Keith Paterson, a fellow Torontonian, who reminds me that we met at the local lit fest The Word on the Street, writes to say,
Being familiar with your blogs, it seems that you are, like myself a science fiction fan. So I thought you might be interested to hear how ID concepts are finding their way into popular entertainment.
This week I saw the new remake of The Day the Earth Stood Still. Now I am a big fan of the original 1951 version and I own it on DVD.
Being a big fan I was sceptical about the remake because it just didn’t need remaking! Would you remake Casablanca? (Although I am sure somewhere in Hollywood someone is thinking about it.)
Still, even though I didn’t want to like the new version, it wasn’t as bad as I was expecting. Maybe not a glowing endorsement, but I found in spite of myself I couldn’t dislike it and Keanu was not bad in his role as Klaatu. There is a time and a place for wooden acting and this was one of them. However unless I missed it, no one in the movie says the classic line, “Klaatu Barada Nikto”. So that’s disappointing.
The Christian allusions aren’t as strong in this version as in the original. In the original, Klaatu the alien messenger descends from the heavens offering the gift of healing and bearing a message for the world that could mean either salvation or destruction. He is killed by small minded authorities but is resurrected a short time later; he delivers his final message of peace to the world before ascending back into the heavens. Oh and his cover name while walking among the humans? Mr Carpenter.
In the new movie he is just Klaatu, he walks on water, he doesn’t need resurrecting but he does resurrect someone else and his message is not so much one of salvation or destruction as a warning of impending destruction. In the first movie, intelligent space-faring civilizations of the cosmos warned humanity that if they didn’t give up our war-like ways they would cleanse the Earth of us. They could ignore us before we had nukes but now we were a threat to everyone. In the new movie the intelligent space-faring nations are alarmed at the environmental damage we are wreaking on Earth. Klaatu is kind of an alien Al Gore (“An Inconvenient Alien?”). More on that later.
The ID influence comes in at a few points through the movie. First when Earth scientists are examining the shell coating Klaatu’s body when he first arrives. They realize it is placental tissue, a “bio-engineered space suit”. The doctor played by Jennifer Conolly says that this “makes sense, considering that placenta is a life-support system”. Which of course is how someone with a design perspective would look at placenta.

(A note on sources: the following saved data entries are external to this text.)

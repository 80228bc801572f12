//! Field tokenizer
//!
//! Pulls whitespace/comma separated numeric tokens out of a [`LineCursor`],
//! spanning as many lines as needed. Each read starts on a fresh line and
//! discards whatever is left of the last line it touched, so a header line
//! with trailing garbage doesn't bleed into the next section.

use crate::cursor::LineCursor;
use crate::errors::{IesError, IesResult};

/// Expected type of the next token
#[derive(Debug, Clone, Copy, PartialEq, Eq)]
pub enum FieldKind {
    Int,
    Float,
}

#[derive(Debug, Clone, Copy, PartialEq)]
pub enum FieldValue {
    Int(i64),
    Float(f32),
}

impl FieldValue {
    pub fn as_int(&self) -> i64 {
        match *self {
            FieldValue::Int(value) => value,
            FieldValue::Float(value) => value as i64,
        }
    }

    pub fn as_float(&self) -> f32 {
        match *self {
            FieldValue::Int(value) => value as f32,
            FieldValue::Float(value) => value,
        }
    }
}

fn is_delimiter(c: char) -> bool {
    c.is_ascii_whitespace() || c == ','
}

/// Token stream over the lines of a cursor
struct TokenScanner<'a> {
    cursor: &'a mut LineCursor,
    line: String,
    offset: usize,
}

impl<'a> TokenScanner<'a> {
    fn new(cursor: &'a mut LineCursor) -> Self {
        Self {
            cursor,
            line: String::new(),
            offset: 0,
        }
    }

    fn next_token(&mut self) -> Option<String> {
        loop {
            let rest = &self.line[self.offset..];
            match rest.find(|c: char| !is_delimiter(c)) {
                Some(start) => {
                    let token_rest = &rest[start..];
                    let len = token_rest.find(is_delimiter).unwrap_or(token_rest.len());
                    let token = token_rest[..len].to_string();
                    self.offset += start + len;
                    return Some(token);
                },
                None => {
                    self.line = self.cursor.next_line()?;
                    self.offset = 0;
                },
            }
        }
    }

    fn line_number(&self) -> usize {
        self.cursor.line_number()
    }
}

fn parse_int(token: &str) -> Option<i64> {
    token.parse::<i64>().ok().or_else(|| {
        // Some writers emit counts as "1.0"
        let value = token.parse::<f64>().ok()?;
        (value.is_finite() && value.fract() == 0.0).then_some(value as i64)
    })
}

fn parse_float(token: &str) -> Option<f32> {
    token.parse::<f32>().ok().filter(|value| value.is_finite())
}

fn parse_field(kind: FieldKind, token: &str) -> Option<FieldValue> {
    match kind {
        FieldKind::Int => parse_int(token).map(FieldValue::Int),
        FieldKind::Float => parse_float(token).map(FieldValue::Float),
    }
}

/// Read one value per descriptor, in order
///
/// Used for the fixed header lines. Running out of input is reported as a
/// malformed header.
pub fn read_fields(
    cursor: &mut LineCursor,
    kinds: &[FieldKind],
    field: &str,
) -> IesResult<Vec<FieldValue>> {
    let mut scanner = TokenScanner::new(cursor);
    let mut values = Vec::with_capacity(kinds.len());

    for &kind in kinds {
        let token = match scanner.next_token() {
            Some(token) => token,
            None => {
                return Err(IesError::MalformedHeader {
                    field: field.to_string(),
                    line: scanner.line_number(),
                    reason: format!("expected {} values, found {}", kinds.len(), values.len()),
                })
            },
        };

        let value = parse_field(kind, &token).ok_or_else(|| IesError::InvalidNumber {
            field: field.to_string(),
            token: token.clone(),
            line: scanner.line_number(),
        })?;
        values.push(value);
    }

    Ok(values)
}

/// Read a single integer field
pub fn read_int(cursor: &mut LineCursor, field: &str) -> IesResult<i64> {
    let values = read_fields(cursor, &[FieldKind::Int], field)?;
    Ok(values[0].as_int())
}

/// Read `count` floats, spanning lines as needed
pub fn read_floats(cursor: &mut LineCursor, count: usize, field: &str) -> IesResult<Vec<f32>> {
    let mut scanner = TokenScanner::new(cursor);
    let mut values = Vec::with_capacity(count);

    while values.len() < count {
        let token = match scanner.next_token() {
            Some(token) => token,
            None => {
                return Err(IesError::TruncatedArray {
                    field: field.to_string(),
                    expected: count,
                    actual: values.len(),
                })
            },
        };

        let value = parse_float(&token).ok_or_else(|| IesError::InvalidNumber {
            field: field.to_string(),
            token: token.clone(),
            line: scanner.line_number(),
        })?;
        values.push(value);
    }

    Ok(values)
}

#[cfg(test)]
mod tests {
    use super::*;

    #[test]
    fn test_read_fields_single_line() {
        let mut cursor = LineCursor::from("1 1000 1.5 19 5 1 2 0.5 0.6 0.1\n");
        let kinds = [
            FieldKind::Int,
            FieldKind::Float,
            FieldKind::Float,
            FieldKind::Int,
            FieldKind::Int,
            FieldKind::Int,
            FieldKind::Int,
            FieldKind::Float,
            FieldKind::Float,
            FieldKind::Float,
        ];
        let values = read_fields(&mut cursor, &kinds, "lamp header").unwrap();
        assert_eq!(values.len(), 10);
        assert_eq!(values[0], FieldValue::Int(1));
        assert_eq!(values[2], FieldValue::Float(1.5));
        assert_eq!(values[3].as_int(), 19);
        assert_eq!(values[9].as_float(), 0.1);
    }

    #[test]
    fn test_read_fields_spans_lines_and_commas() {
        let mut cursor = LineCursor::from("1.0,\n\n   2.5 ,3\n4\n");
        let values = read_fields(
            &mut cursor,
            &[FieldKind::Float, FieldKind::Float, FieldKind::Int],
            "elec",
        )
        .unwrap();
        assert_eq!(
            values,
            vec![FieldValue::Float(1.0), FieldValue::Float(2.5), FieldValue::Int(3)]
        );
        // The rest of the third line was consumed, the next read starts fresh
        assert_eq!(cursor.next_line().as_deref(), Some("4"));
    }

    #[test]
    fn test_read_fields_discards_rest_of_line() {
        let mut cursor = LineCursor::from("3 extra tokens\n7\n");
        assert_eq!(read_int(&mut cursor, "orientation").unwrap(), 3);
        assert_eq!(read_int(&mut cursor, "pairs").unwrap(), 7);
    }

    #[test]
    fn test_read_fields_truncated() {
        let mut cursor = LineCursor::from("1.0 1.0\n");
        let err = read_fields(
            &mut cursor,
            &[FieldKind::Float, FieldKind::Float, FieldKind::Float],
            "electrical header",
        )
        .unwrap_err();
        assert!(matches!(err, IesError::MalformedHeader { .. }));
    }

    #[test]
    fn test_int_field_parsing() {
        let mut cursor = LineCursor::from("1.0\n");
        assert_eq!(read_int(&mut cursor, "n").unwrap(), 1);

        let mut cursor = LineCursor::from("1.5\n");
        assert!(matches!(
            read_int(&mut cursor, "n"),
            Err(IesError::InvalidNumber { .. })
        ));

        let mut cursor = LineCursor::from("abc\n");
        match read_int(&mut cursor, "n") {
            Err(IesError::InvalidNumber { token, line, .. }) => {
                assert_eq!(token, "abc");
                assert_eq!(line, 1);
            },
            other => panic!("Expected InvalidNumber, got {:?}", other),
        }
    }

    #[test]
    fn test_read_floats_multiline() {
        let mut cursor = LineCursor::from("0 22.5 45\n67.5\r\n90 trailing\nnext\n");
        let values = read_floats(&mut cursor, 5, "vertical angles").unwrap();
        assert_eq!(values, vec![0.0, 22.5, 45.0, 67.5, 90.0]);
        assert_eq!(cursor.next_line().as_deref(), Some("next"));

        let mut cursor = LineCursor::from("0 22.5\n45 oops 90\n");
        assert!(matches!(
            read_floats(&mut cursor, 4, "vertical angles"),
            Err(IesError::InvalidNumber { line: 2, .. })
        ));

        let mut cursor = LineCursor::from("0 22.5 45\n67.5\r\n90 1e2\nnext\n");
        let values = read_floats(&mut cursor, 6, "vertical angles").unwrap();
        assert_eq!(values, vec![0.0, 22.5, 45.0, 67.5, 90.0, 100.0]);
        assert_eq!(cursor.next_line().as_deref(), Some("next"));
    }

    #[test]
    fn test_read_floats_truncated() {
        let mut cursor = LineCursor::from("1 2 3\n");
        match read_floats(&mut cursor, 5, "candela row 0") {
            Err(IesError::TruncatedArray { expected, actual, .. }) => {
                assert_eq!(expected, 5);
                assert_eq!(actual, 3);
            },
            other => panic!("Expected TruncatedArray, got {:?}", other),
        }
    }

    #[test]
    fn test_read_floats_rejects_non_finite() {
        let mut cursor = LineCursor::from("1 NaN\n");
        assert!(read_floats(&mut cursor, 2, "angles").is_err());
        let mut cursor = LineCursor::from("inf\n");
        assert!(read_floats(&mut cursor, 1, "angles").is_err());
    }

    #[test]
    fn test_negative_values() {
        let mut cursor = LineCursor::from("-1 -0.5\n");
        assert_eq!(read_floats(&mut cursor, 2, "values").unwrap(), vec![-1.0, -0.5]);
    }
}
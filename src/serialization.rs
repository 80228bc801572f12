//! Profile serialization
//!
//! Writes the canonical text form: format marker, labels, TILT section, the
//! two header lines, angle arrays and one line per candela row. External
//! TILT references are always written back inline as `TILT=INCLUDE`.

use bytes::BytesMut;

use crate::{
    errors::{IesError, IesResult},
    parser::TILT_PREFIX,
    profile::{PhotometricProfile, TILT_INCLUDE, TILT_NONE},
    traits::IesWriter,
    utils::{format_float, write_floats, write_line, write_values},
};

fn check_len(field: &str, declared: usize, actual: usize) -> IesResult<()> {
    if declared != actual {
        return Err(IesError::DimensionMismatch {
            field: field.to_string(),
            declared,
            actual,
        });
    }
    Ok(())
}

impl PhotometricProfile {
    /// Check that every count matches the length of its array
    pub fn check_dimensions(&self) -> IesResult<()> {
        let photo = &self.photo;
        check_len("vertical angles", photo.num_vert_angles, photo.vert_angles.len())?;
        check_len("horizontal angles", photo.num_horz_angles, photo.horz_angles.len())?;
        check_len("candela rows", photo.num_horz_angles, photo.candelas.len())?;
        for (i, row) in photo.candelas.iter().enumerate() {
            check_len(&format!("candela row {}", i), photo.num_vert_angles, row.len())?;
        }
        Ok(())
    }

    /// Serialize into a fresh buffer
    pub fn to_vec(&self) -> IesResult<Vec<u8>> {
        let mut buffer = BytesMut::new();
        self.to_bytes(&mut buffer)?;
        Ok(buffer.to_vec())
    }
}

impl IesWriter for PhotometricProfile {
    fn to_bytes(&self, buffer: &mut BytesMut) -> IesResult<()> {
        self.check_dimensions()?;

        write_line(buffer, self.file.format.marker());

        for label in &self.labels {
            write_line(buffer, label);
        }

        match &self.lamp.tilt {
            Some(tilt) => {
                write_line(buffer, &format!("{}{}", TILT_PREFIX, TILT_INCLUDE));
                tilt.to_bytes(buffer)?;
            },
            None => write_line(buffer, &format!("{}{}", TILT_PREFIX, TILT_NONE)),
        }

        write_values(
            buffer,
            [
                self.lamp.num_lamps.to_string(),
                format_float(self.lamp.lumens_per_lamp),
                format_float(self.lamp.multiplier),
                self.photo.num_vert_angles.to_string(),
                self.photo.num_horz_angles.to_string(),
                (self.photo.goniometer_type as i32).to_string(),
                (self.units as i32).to_string(),
                format_float(self.dim.width),
                format_float(self.dim.length),
                format_float(self.dim.height),
            ],
        );

        write_floats(
            buffer,
            &[
                self.elec.ballast_factor,
                self.elec.blp_factor,
                self.elec.input_watts,
            ],
        );

        write_floats(buffer, &self.photo.vert_angles);
        write_floats(buffer, &self.photo.horz_angles);

        for row in &self.photo.candelas {
            write_floats(buffer, row);
        }

        Ok(())
    }
}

Next up is Gort, remember Gort? The giant, super cool silver robot that protects Klaatu’s flying saucer the original. In this movie he is computer generated, which is a shame. In the new movie someone in the military asks if it is a machine or a living thing. The scientists reply that it is both and neither. They say that they are calling it G.O.R.T which is an acronym for Genetically Organized Robotic Technology. (I know: groan.) So GORT at least is intelligently designed.
Finally and to me most startling is the appearance in the movie of the Rare Earth hypothesis. As I mentioned, in the original Klaatu says that the advanced alien civilizations can no longer afford to ignore us because our nuclear technology makes us a threat to them all. That threat reflected the times the original movie was made in, just 6 years after Hiroshima. In this movie the aliens want to wipe us off the Earth for environmental reasons. The Earth is dying and humans are killing it. Klaatu says (this is an exact quote); “There are only a handful of planets in the Cosmos that are capable of supporting complex life. This one, can’t be allowed to perish.”
Well knock me down with a feather! That is the Rare Earth hypothesis to a letter! Usually as you know you have in science fiction a Star Trek style universe where planets capable of supporting complex life (M class planets) are a dime a dozen and the Universe is just filled to bursting with civilizations and species that look just like us save for the bumps on their foreheads. Presumably, evolution “finds” the same answers on those planets (or budgetary considerations limit costume and makeup options!) Now I’ve got lots of love for Star Trek but it is kind of refreshing to have a movie where a key ID concept makes its appearance. Now I’d love to see a movie that works in the Privileged Planet hypothesis!
The Rare Earth hypothesis does not directly support design as a feature of our universe. Life could be rare in an undesigned universe.
However, in terms of popular culture, the fact is that anti-design folk like Carl Sagan used the argument that Earth-like planets could happen “just naturally” as support for their views*. The fact that that is not likely must necessarily count against their status in the museum and science class culture, as Greater Prophets who must be listened to with awe and respect. Not that anyone would dare admit it just now.
*And, curiously, when Sagan wrote his own novel, and later film Contact, it is based explicitly on a design hypothesis, the designers being space aliens.